System Design Principles
2018-02-16 System Design
SOLID Design Principles
SOLID is an acronym of design principles that help software engineers write solid code within a project.
- S - Single Responsibility Principle. A module should be responsible to one, and only one, actor. a module is just a cohesive set of functions and data structures.
- O - Open/Closed Principle. A software artifact should be open for extension but closed for modification.
- L - Liskov’s Substitution Principle. Simplify code with interface and implementation, generics, sub-classing, and duck-typing for inheritance.
- I - Interface Segregation Principle. Segregate the monolithic interface into smaller ones to decouple modules.
- D - Dependency Inversion Principle. The source code dependencies are inverted against the flow of control. most visible organizing principle in our architecture diagrams.
- Things should be stable concrete, Or stale abstract, not concrete and volatile.
- So use to create volatile concrete objects (manage undesirable dependency.)
- DIP violations cannot be entirely removed. Most systems will contain at least one such concrete component — this component is often called main.
Concurrency Models
- Single-threaded - Callbacks, Promises, Observables and async/await: vanilla JS
- threading/multiprocessing, lock-based concurrency
- protecting critical section vs. performance
- Communicating Sequential Processes (CSP)
- Golang or Clojure’s
core.async
. - process/thread passes data through channels.
- Golang or Clojure’s
- Actor Model (AM): Elixir, Erlang, Scala
- asynchronous by nature, and have location transparency that spans runtimes and machines - if you have a reference (Akka) or PID (Erlang) of an actor, you can message it via mailboxes.
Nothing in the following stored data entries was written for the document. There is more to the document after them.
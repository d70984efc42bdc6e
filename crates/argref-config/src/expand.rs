//! Environment variable expansion for configuration strings.
//!
//! Only braced references are expanded. A bare `$` is ordinary URL text
//! (`?$filter=`), so `$VAR` without braces stays literal.

use crate::ConfigError;

/// Expand `${VAR}` and `${VAR:-default}` references in a config value.
///
/// `field` names the config field in error messages. An unclosed `${` is
/// kept as written.
pub(crate) fn expand_env(value: &str, field: &str) -> Result<String, ConfigError> {
    // Fast path: no expansion needed
    if !value.contains("${") {
        return Ok(value.to_owned());
    }

    let mut result = String::with_capacity(value.len());
    let mut rest = value;
    while let Some(start) = rest.find("${") {
        let Some(len) = rest[start..].find('}') else {
            break;
        };
        let end = start + len + 1;
        result.push_str(&rest[..start]);
        result.push_str(&expand_reference(&rest[start..end], field)?);
        rest = &rest[end..];
    }
    result.push_str(rest);

    Ok(result)
}

/// Expand a single `${...}` reference.
fn expand_reference(reference: &str, field: &str) -> Result<String, ConfigError> {
    shellexpand::env_with_context(reference, |var| -> Result<Option<String>, UnsetVar> {
        match std::env::var(var) {
            Ok(val) => Ok(Some(val)),
            Err(_) => Err(UnsetVar {
                var_name: var.to_owned(),
            }),
        }
    })
    .map(std::borrow::Cow::into_owned)
    .map_err(|e| ConfigError::EnvVar {
        field: field.to_owned(),
        message: format!("${{{}}} not set", e.cause.var_name),
    })
}

/// Error returned when environment variable lookup fails.
struct UnsetVar {
    var_name: String,
}

#[cfg(test)]
mod tests {
    use super::*;

    #[test]
    fn test_literal_passthrough() {
        assert_eq!(
            expand_env("https://x/<num>", "f").unwrap(),
            "https://x/<num>"
        );
    }

    #[test]
    fn test_expand_set_var() {
        // SAFETY: test runs single-threaded per test function
        unsafe {
            std::env::set_var("ARGREF_EXPAND_TEST_ORG", "acme");
        }

        assert_eq!(
            expand_env("https://github.com/${ARGREF_EXPAND_TEST_ORG}/issues/<num>", "f").unwrap(),
            "https://github.com/acme/issues/<num>"
        );

        unsafe {
            std::env::remove_var("ARGREF_EXPAND_TEST_ORG");
        }
    }

    #[test]
    fn test_expand_default() {
        assert_eq!(
            expand_env("${ARGREF_EXPAND_TEST_UNSET:-https://x}/<num>", "f").unwrap(),
            "https://x/<num>"
        );
    }

    #[test]
    fn test_bare_dollar_is_literal() {
        // SAFETY: test runs single-threaded per test function
        unsafe {
            std::env::set_var("ARGREF_EXPAND_TEST_BARE", "oops");
        }

        assert_eq!(
            expand_env("https://x/api?$filter=<num>&v=$ARGREF_EXPAND_TEST_BARE", "f").unwrap(),
            "https://x/api?$filter=<num>&v=$ARGREF_EXPAND_TEST_BARE"
        );

        unsafe {
            std::env::remove_var("ARGREF_EXPAND_TEST_BARE");
        }
    }

    #[test]
    fn test_bare_dollar_next_to_braced_var() {
        assert_eq!(
            expand_env("${ARGREF_EXPAND_TEST_HOST:-https://x}/api?$top=1&id=<num>", "f").unwrap(),
            "https://x/api?$top=1&id=<num>"
        );
    }

    #[test]
    fn test_unclosed_brace_is_literal() {
        assert_eq!(expand_env("https://x/${oops/<num>", "f").unwrap(), "https://x/${oops/<num>");
    }

    #[test]
    fn test_expand_missing_var() {
        let err = expand_env("${ARGREF_EXPAND_TEST_MISSING}/<num>", "autolinks[0].target_url")
            .unwrap_err();
        assert!(matches!(err, ConfigError::EnvVar { .. }));
        let msg = err.to_string();
        assert!(msg.contains("ARGREF_EXPAND_TEST_MISSING"));
        assert!(msg.contains("autolinks[0].target_url"));
    }
}
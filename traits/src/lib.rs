pub mod asset_transfer;
pub mod clock;

pub use asset_transfer::AssetTransfer;
pub use clock::{Clock, ManualClock, SystemClock};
- powerful fault tolerance by organizing actors into a supervision hierarchy, and you can handle failures at its exact level of hierarchy.
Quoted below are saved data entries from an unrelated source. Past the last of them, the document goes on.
use std::fmt;

use primitives::*;
use serde::{Deserialize, Serialize};

use crate::errors::StakingError;

#[derive(Clone, Copy, Ord, PartialOrd, Eq, PartialEq, Hash, Serialize, Deserialize, Debug)]
pub enum PoolKind {
	TwoWeek,
	OneMonth,
}

impl PoolKind {
	pub const ALL: [PoolKind; 2] = [PoolKind::TwoWeek, PoolKind::OneMonth];

	pub fn as_str(&self) -> &'static str {
		match *self {
			PoolKind::TwoWeek => "Two week",
			PoolKind::OneMonth => "One month",
		}
	}

	pub fn default_lock_period(&self) -> TimeStamp {
		match *self {
			PoolKind::TwoWeek => 14 * SECONDS_PER_DAY,
			PoolKind::OneMonth => 30 * SECONDS_PER_DAY,
		}
	}
}

impl fmt::Display for PoolKind {
	fn fmt(&self, f: &mut fmt::Formatter) -> fmt::Result {
		f.write_str(self.as_str())
	}
}

/// A fixed-duration pool. `total_staked` only counts deposits that have not been withdrawn.
#[derive(Clone, Eq, PartialEq, Serialize, Deserialize, Debug)]
pub struct StakingPool {
	pub kind: PoolKind,
	pub lock_period: TimeStamp,
	pub capacity: Balance,
	pub total_staked: Balance,
}

impl StakingPool {
	pub fn new(kind: PoolKind, lock_period: TimeStamp, capacity: Balance) -> StakingPool {
		StakingPool { kind, lock_period, capacity, total_staked: 0 }
	}

	pub fn remaining_capacity(&self) -> Balance {
		self.capacity.saturating_sub(self.total_staked)
	}

	pub fn release_time(&self, deposit_time: TimeStamp) -> TimeStamp {
		deposit_time.saturating_add(self.lock_period)
	}

	/// Checks that `amount` still fits under the capacity without touching the total
	pub fn ensure_capacity(&self, amount: Balance) -> Result<Balance, StakingError> {
		match self.total_staked.checked_add(amount) {
			Some(total) if total <= self.capacity => Ok(total),
			_ => Err(StakingError::PoolLimitExceeded {
				pool: self.kind,
				total_staked: self.total_staked,
				amount,
				capacity: self.capacity,
			}),
		}
	}

	pub fn try_reserve(&mut self, amount: Balance) -> Result<(), StakingError> {
		self.total_staked = self.ensure_capacity(amount)?;
		Ok(())
	}

	/// Returns principal of a withdrawn deposit. The amount always comes from an earlier
	/// reserve, so the subtraction cannot underflow for a consistent pool.
	pub fn release(&mut self, amount: Balance) {
		self.total_staked = self.total_staked.saturating_sub(amount);
	}
}

impl fmt::Display for StakingPool {
	fn fmt(&self, f: &mut fmt::Formatter) -> fmt::Result {
		write!(
			f,
			"StakingPool {{ kind: {}, lock_period: {}s, capacity: {}, total_staked: {} }}",
			self.kind, self.lock_period, self.capacity, self.total_staked,
		)
	}
}
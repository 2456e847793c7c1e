pub mod staking_state;
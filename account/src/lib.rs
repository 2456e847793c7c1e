pub mod account_manager;
pub mod account_state;
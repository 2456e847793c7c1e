use async_trait::async_trait;
use primitives::*;
use system::errors::TransferError;

/// Moves units of the staked asset between accounts.
///
/// The staking ledger only ever calls `transfer` from its custody account and
/// `transfer_from` into it; any failure is reported back to the ledger's caller unchanged.
#[async_trait]
pub trait AssetTransfer: Send + Sync {
	async fn balance_of(&self, account: &Address) -> Result<Balance, TransferError>;

	async fn transfer(
		&self,
		from: &Address,
		to: &Address,
		amount: Balance,
	) -> Result<(), TransferError>;

	/// Moves `amount` out of `owner` on behalf of `spender`. Requires a prior approval
	/// of at least `amount` by `owner` for `spender`.
	async fn transfer_from(
		&self,
		spender: &Address,
		owner: &Address,
		to: &Address,
		amount: Balance,
	) -> Result<(), TransferError>;
}
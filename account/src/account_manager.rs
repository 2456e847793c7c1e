use crate::account_state::AccountState;
use async_trait::async_trait;
use primitives::{Address, Balance};
use system::errors::TransferError;
use tokio::sync::RwLock;
use traits::AssetTransfer;

/// In-memory fungible asset with ERC-20 style allowances.
#[derive(Debug, Default)]
pub struct AccountManager {
	state: RwLock<AccountState>,
}

impl AccountManager {
	/// Creates an empty asset with no supply.
	pub fn new() -> AccountManager {
		AccountManager::default()
	}

	/// Mints (increases) the balance of `to` by the specified amount.
	///
	/// # Arguments
	///
	/// * `to` - The account receiving the new units.
	/// * `amount` - The amount to mint.
	///
	/// # Returns
	///
	/// Returns `Ok(())` if the minting operation is successful, or `TransferError::Overflow` if
	/// either the balance or the total supply would overflow.
	pub async fn mint(&self, to: &Address, amount: Balance) -> Result<(), TransferError> {
		let mut state = self.state.write().await;
		state.mint(to, amount)?;
		log::debug!("Minted {} to {}", amount, hex::encode(to));
		Ok(())
	}

	/// Authorizes `spender` to move up to `amount` out of `owner`. Replaces any previous
	/// allowance.
	pub async fn approve(&self, owner: &Address, spender: &Address, amount: Balance) {
		let mut state = self.state.write().await;
		state.set_allowance(owner, spender, amount);
	}

	pub async fn allowance(&self, owner: &Address, spender: &Address) -> Balance {
		self.state.read().await.get_allowance(owner, spender)
	}

	pub async fn get_balance(&self, address: &Address) -> Balance {
		self.state.read().await.get_balance(address)
	}

	pub async fn total_supply(&self) -> Balance {
		self.state.read().await.total_supply()
	}
}

#[async_trait]
impl AssetTransfer for AccountManager {
	async fn balance_of(&self, account: &Address) -> Result<Balance, TransferError> {
		Ok(self.get_balance(account).await)
	}

	/// Transfers funds from `from` to `to`.
	///
	/// # Arguments
	///
	/// * `from` - The account being debited.
	/// * `to` - The address of the recipient account.
	/// * `amount` - The amount of funds to transfer.
	///
	/// # Returns
	///
	/// * `Result<(), TransferError>` - `InsufficientBalance` when `from` cannot cover `amount`.
	async fn transfer(
		&self,
		from: &Address,
		to: &Address,
		amount: Balance,
	) -> Result<(), TransferError> {
		let mut state = self.state.write().await;
		state.move_balance(from, to, amount)
	}

	/// Transfers funds out of `owner` using the allowance granted to `spender`. The allowance
	/// is checked before the balance and only consumed once the balance has moved.
	async fn transfer_from(
		&self,
		spender: &Address,
		owner: &Address,
		to: &Address,
		amount: Balance,
	) -> Result<(), TransferError> {
		let mut state = self.state.write().await;
		let allowance = state.get_allowance(owner, spender);
		if allowance < amount {
			return Err(TransferError::InsufficientAllowance {
				owner: *owner,
				spender: *spender,
				allowance,
				required: amount,
			})
		}
		state.move_balance(owner, to, amount)?;
		state.set_allowance(owner, spender, allowance - amount);
		Ok(())
	}
}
- Software Transactional Memory (STM): Clojure, Haskell
- like MVCC or pure functions: commit / abort / retry
AKF Scale Cube
- Horizontal Duplication and Cloning (X-Axis). Having a farm of identical and preferably stateless instances behind a load balancer or reverse proxy. Therefore, every request can be served by any of those hosts and there will be no single point of failure.
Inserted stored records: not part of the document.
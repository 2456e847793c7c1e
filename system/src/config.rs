use anyhow::{anyhow, Error};
use primitives::*;
use serde::{Deserialize, Serialize};
use std::{fmt, fs::read_to_string, path::Path};

use crate::staking_pool::{PoolKind, StakingPool};

const DEFAULT_CUSTODY_ADDRESS: &str = "0x00000000000000000000000000000000000057a1";
const DEFAULT_MIN_STAKE: u64 = 1_000;
const DEFAULT_POOL_CAPACITY: u64 = 20_000_000;

#[derive(Debug, Serialize, Deserialize, Clone, PartialEq)]
pub struct PoolConfig {
	/// Seconds a deposit stays locked
	pub lock_period: TimeStamp,
	/// Whole tokens
	pub capacity: u64,
}

impl PoolConfig {
	fn default_for(kind: PoolKind) -> Self {
		PoolConfig { lock_period: kind.default_lock_period(), capacity: DEFAULT_POOL_CAPACITY }
	}
}

/// Ledger configuration. Token amounts are whole tokens and get scaled by `10^decimals`.
#[derive(Debug, Serialize, Deserialize, Clone, PartialEq)]
pub struct StakingConfig {
	#[serde(default = "default_decimals")]
	pub decimals: u8,
	#[serde(default = "default_min_stake")]
	pub min_stake: u64,
	#[serde(default = "default_custody_address")]
	pub custody_address: String,
	#[serde(default = "default_two_week")]
	pub two_week: PoolConfig,
	#[serde(default = "default_one_month")]
	pub one_month: PoolConfig,
}

fn default_decimals() -> u8 {
	DEFAULT_DECIMALS
}

fn default_min_stake() -> u64 {
	DEFAULT_MIN_STAKE
}

fn default_custody_address() -> String {
	DEFAULT_CUSTODY_ADDRESS.to_string()
}

fn default_two_week() -> PoolConfig {
	PoolConfig::default_for(PoolKind::TwoWeek)
}

fn default_one_month() -> PoolConfig {
	PoolConfig::default_for(PoolKind::OneMonth)
}

impl Default for StakingConfig {
	fn default() -> Self {
		StakingConfig {
			decimals: default_decimals(),
			min_stake: default_min_stake(),
			custody_address: default_custody_address(),
			two_week: default_two_week(),
			one_month: default_one_month(),
		}
	}
}

/// Scales whole tokens to base units. `None` on overflow.
pub fn to_base_units(tokens: u64, decimals: u8) -> Option<Balance> {
	10u128.checked_pow(decimals as u32)?.checked_mul(tokens as Balance)
}

pub fn parse_address(value: &str) -> Result<Address, Error> {
	let value = value.strip_prefix("0x").unwrap_or(value);
	let bytes = hex::decode(value)
		.map_err(|e| anyhow!("Can't create address from string {}: {}", value, e))?;
	<Address>::try_from(bytes)
		.map_err(|v| anyhow!("Address must be 20 bytes, got {}", v.len()))
}

impl StakingConfig {
	pub fn load(config_path: &Path) -> Result<StakingConfig, Error> {
		let config = match read_to_string(config_path) {
			Ok(contents) => Self::from_toml_str(&contents).map_err(|e| {
				anyhow!("Could not parse '{}': {:?}", config_path.to_string_lossy(), e)
			})?,
			Err(e) =>
				return Err(anyhow!("Could not read '{}': {:?}", config_path.to_string_lossy(), e)),
		};
		log::info!("Loaded staking config from {}", config_path.to_string_lossy());
		Ok(config)
	}

	pub fn from_toml_str(contents: &str) -> Result<StakingConfig, Error> {
		let config = toml::from_str::<StakingConfig>(contents)?;
		config.validate()?;
		Ok(config)
	}

	pub fn pool_config(&self, kind: PoolKind) -> &PoolConfig {
		match kind {
			PoolKind::TwoWeek => &self.two_week,
			PoolKind::OneMonth => &self.one_month,
		}
	}

	pub fn min_stake_units(&self) -> Result<Balance, Error> {
		to_base_units(self.min_stake, self.decimals)
			.ok_or(anyhow!("Minimum stake overflows with {} decimals", self.decimals))
	}

	pub fn custody_address(&self) -> Result<Address, Error> {
		parse_address(&self.custody_address)
	}

	/// Builds empty pools from the configured lock periods and capacities
	pub fn pools(&self) -> Result<Vec<StakingPool>, Error> {
		PoolKind::ALL
			.iter()
			.map(|kind| -> Result<StakingPool, Error> {
				let pool_config = self.pool_config(*kind);
				let capacity = to_base_units(pool_config.capacity, self.decimals).ok_or(anyhow!(
					"{} pool capacity overflows with {} decimals",
					kind,
					self.decimals
				))?;
				Ok(StakingPool::new(*kind, pool_config.lock_period, capacity))
			})
			.collect()
	}

	pub fn validate(&self) -> Result<(), Error> {
		if self.min_stake == 0 {
			return Err(anyhow!("Minimum stake must be greater than zero"))
		}
		self.min_stake_units()?;
		self.custody_address()?;
		for kind in PoolKind::ALL {
			let pool_config = self.pool_config(kind);
			if pool_config.lock_period == 0 {
				return Err(anyhow!("{} pool lock period must be greater than zero", kind))
			}
			if pool_config.capacity == 0 {
				return Err(anyhow!("{} pool capacity must be greater than zero", kind))
			}
			if pool_config.capacity < self.min_stake {
				return Err(anyhow!(
					"{} pool capacity {} is below the minimum stake {}",
					kind,
					pool_config.capacity,
					self.min_stake
				))
			}
		}
		self.pools()?;
		Ok(())
	}
}

impl fmt::Display for StakingConfig {
	fn fmt(&self, f: &mut fmt::Formatter) -> fmt::Result {
		write!(f, "{:?}", self)
	}
}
- Functional Decomposition and Segmentation - Microservices (Y-Axis). e.g. auth service, user profile service, photo service, etc
- Horizontal Data Partitioning - Shards (Z-Axis). Replicate the whole stack to different “pods”. Each pod can target a specific large group of users. For example, Uber had China and US data centers. Each datacenter might have different “pods” for different regions.